É a primeira vez que a ex-senadora, que ficou em terceiro lugar na corrida presidencial, com 19,6 milhões de votos, expõe publicamente - e em tom enérgico - seu descontentamento com a direção do PV, com a qual vem tendo confrontos internos há meses. Sua reação foi desencadeada pela recente decisão da executiva nacional do partido de não realizar convenção e eleição neste ano, como havia sido combinado, ampliando o próprio mandato até 2012.

 

Para a ex-senadora, a decisão da executiva "vai na contramão do que foi dito na campanha e do compromisso feito perante o País", além de representar a supressão "da pouca democracia ainda existente" no PV.

 

Sem citar nomes, o texto ataca de maneira inequívoca o presidente do partido, deputado José Luiz Penna (SP), que está no cargo há 12 anos e é conhecido sobretudo pelo estilo pragmático com que conduz a legenda. A ex-senadora afirma que o novo jeito de fazer política que ela defende "requer enfrentar a crise geral pela qual passam os partidos, que, de instrumentos de representação e avanço social, cristalizaram-se como máquinas burocráticas, amorfas e voltadas para a conquista do poder pelo poder, muitas vezes não importando os meios, e abandonando a disputa programática pela simples disputa pragmática".

 

Transição. Marina decidiu divulgar a carta no mesmo dia do lançamento, em São Paulo, do movimento Transição Democrática. Idealizado por parlamentares e dirigentes verdes descontentes com os rumos do partido, o movimento se destina a reverter a decisão da executiva.
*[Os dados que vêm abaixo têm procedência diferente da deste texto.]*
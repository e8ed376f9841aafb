// Reentrancy latch for trigger entry points

use soroban_sdk::{Env, Symbol};

const LATCH: &str = "reentrancy";

/// Scoped reentrancy latch backed by instance storage.
///
/// Taking the guard while another one is live in the same invocation tree
/// panics, which rolls the transaction back. The latch clears when the guard
/// drops at the end of the entry point.
pub struct ReentrancyGuard {
    env: Env,
}

impl ReentrancyGuard {
    pub fn lock(env: &Env) -> Self {
        let key = Symbol::new(env, LATCH);
        if env.storage().instance().has(&key) {
            panic!("reentrant call");
        }
        env.storage().instance().set(&key, &true);
        Self { env: env.clone() }
    }
}

impl Drop for ReentrancyGuard {
    fn drop(&mut self) {
        let key = Symbol::new(&self.env, LATCH);
        self.env.storage().instance().remove(&key);
    }
}
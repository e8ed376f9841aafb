// Tideswap fixed-point price/tick math

#![no_std]

pub mod constants;
pub mod liquidity;
pub mod q64;
pub mod sqrt_price;

pub use constants::*;

pub use q64::{
    div_q64, div_round_up, i128_to_u128_safe, mul_div, mul_q64, u128_to_i128_saturating, ONE_X64,
};

pub use sqrt_price::{
    compute_swap_output, get_sqrt_ratio_at_tick, get_tick_at_sqrt_ratio, is_tick_aligned,
    snap_tick_to_spacing,
};

pub use liquidity::{
    get_amount_0_delta, get_amount_1_delta, get_amounts_for_liquidity, get_liquidity_for_amount0,
    get_liquidity_for_amount1, get_liquidity_for_amounts,
};
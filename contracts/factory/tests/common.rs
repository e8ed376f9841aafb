use soroban_sdk::{testutils::Address as _, Address, Env};
use tideswap_factory::{TideswapFactory, TideswapFactoryClient};

pub fn setup_factory(env: &Env) -> (TideswapFactoryClient<'_>, Address) {
    let admin = Address::generate(env);
    let factory_id = env.register_contract(None, TideswapFactory);
    let client = TideswapFactoryClient::new(env, &factory_id);
    client.initialize(&admin);
    (client, admin)
}

pub fn create_token(env: &Env) -> Address {
    let admin = Address::generate(env);
    let token_id = env.register_stellar_asset_contract_v2(admin.clone());
    token_id.address()
}
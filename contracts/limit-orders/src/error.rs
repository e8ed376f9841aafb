// Limit order errors

use soroban_sdk::contracterror;

#[contracterror]
#[derive(Copy, Clone, Debug, Eq, PartialEq, PartialOrd, Ord)]
#[repr(u32)]
pub enum LimitOrderError {
    // Initialization errors (3000-3099)
    AlreadyInitialized = 3000,
    NotInitialized = 3001,

    // Validation errors (3100-3199)
    InvalidTokenPair = 3100,
    InvalidAmount = 3101,
    InvalidPrice = 3102,
    InvalidExpiry = 3103,
    InvalidSide = 3104,

    // Lifecycle errors (3200-3299)
    OrderNotFound = 3200,
    OrderNotActive = 3201,
}
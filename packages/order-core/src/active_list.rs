// Dense index of live order ids
//
// Each scheduler keeps a count plus one storage slot per index so that a
// trigger pass can walk live orders without scanning id space. Removal swaps
// the last entry into the vacated index and truncates, so the list stays
// dense and removal is O(1).

use soroban_sdk::Env;

/// Append an id to the active list and return the index it landed on
pub fn active_push(
    env: &Env,
    read_count: impl Fn(&Env) -> u32,
    write_count: impl Fn(&Env, u32),
    write_slot: impl Fn(&Env, u32, u64),
    id: u64,
) -> u32 {
    let count = read_count(env);
    write_slot(env, count, id);
    write_count(env, count + 1);
    count
}

/// Remove the entry at `index`, keeping the list dense.
///
/// Returns the id that was relocated into `index`, if any, so the caller can
/// update that order's stored index. Panics on an out-of-range index since
/// indices only come from the schedulers' own bookkeeping.
pub fn active_swap_remove(
    env: &Env,
    read_count: impl Fn(&Env) -> u32,
    write_count: impl Fn(&Env, u32),
    read_slot: impl Fn(&Env, u32) -> u64,
    write_slot: impl Fn(&Env, u32, u64),
    clear_slot: impl Fn(&Env, u32),
    index: u32,
) -> Option<u64> {
    let count = read_count(env);
    if index >= count {
        panic!("active index out of bounds");
    }

    let last = count - 1;
    let moved = if index < last {
        let moved_id = read_slot(env, last);
        write_slot(env, index, moved_id);
        Some(moved_id)
    } else {
        None
    };

    clear_slot(env, last);
    write_count(env, last);

    moved
}
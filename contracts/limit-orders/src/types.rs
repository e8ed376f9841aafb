// Limit order types

use soroban_sdk::{contracttype, Address};

pub use tideswap_order_core::{NextWake, OrderSide};

/// Scheduler configuration
#[contracttype]
#[derive(Clone, Debug)]
pub struct LimitOrderConfig {
    /// Factory registry used to resolve pools at trigger time
    pub factory: Address,
}

/// A resting limit order.
///
/// `filled` and `cancelled` are terminal: once either is set no amount or
/// escrow field changes again.
#[contracttype]
#[derive(Clone, Debug)]
pub struct LimitOrder {
    pub id: u64,
    pub owner: Address,
    pub token_in: Address,
    pub token_out: Address,
    /// Fee tier of the pool this order trades against
    pub fee_ppm: u32,
    /// Escrowed input amount, swapped in full on fill
    pub amount_in: i128,
    pub min_amount_out: i128,
    /// Trigger price bound, Q64.64 sqrt price
    pub limit_sqrt_price_x64: u128,
    pub side: OrderSide,
    /// Ledger sequence at which the order lapses
    pub expiry_ledger: u32,
    pub filled: bool,
    pub cancelled: bool,
}

impl LimitOrder {
    pub fn is_terminal(&self) -> bool {
        self.filled || self.cancelled
    }
}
Defende a realização da convenção, com eleições para a nova diretoria, no prazo máximo de seis meses. Nesse período seriam realizados debates e seminários sobre democracia partidária em diferentes regiões do País.

 

Não está descartada para os integrantes da Transição Democrática, caso a iniciativa fracasse, o desligamento do PV e a criação de um partido. Em entrevista concedida ontem ao Estado, o deputado Alfredo Sirkis (RJ), militante histórico, fundador do PV e integrante do núcleo verde mais próximo de Marina, observou: "Eu não diria que isso é impossível".

 

Na carta, Marina não se refere a essa possibilidade, preferindo insistir na busca de uma solução negociada.

 

"Reafirmo meu desejo de permanecer neste partido, contribuindo para o seu crescimento e qualidade política", diz. "Estou confiante que a militância verde, seus amigos e simpatizantes, além de todas as pessoas que querem o jeito novo de fazer política, contribuirão para o reencontro do PV consigo mesmo."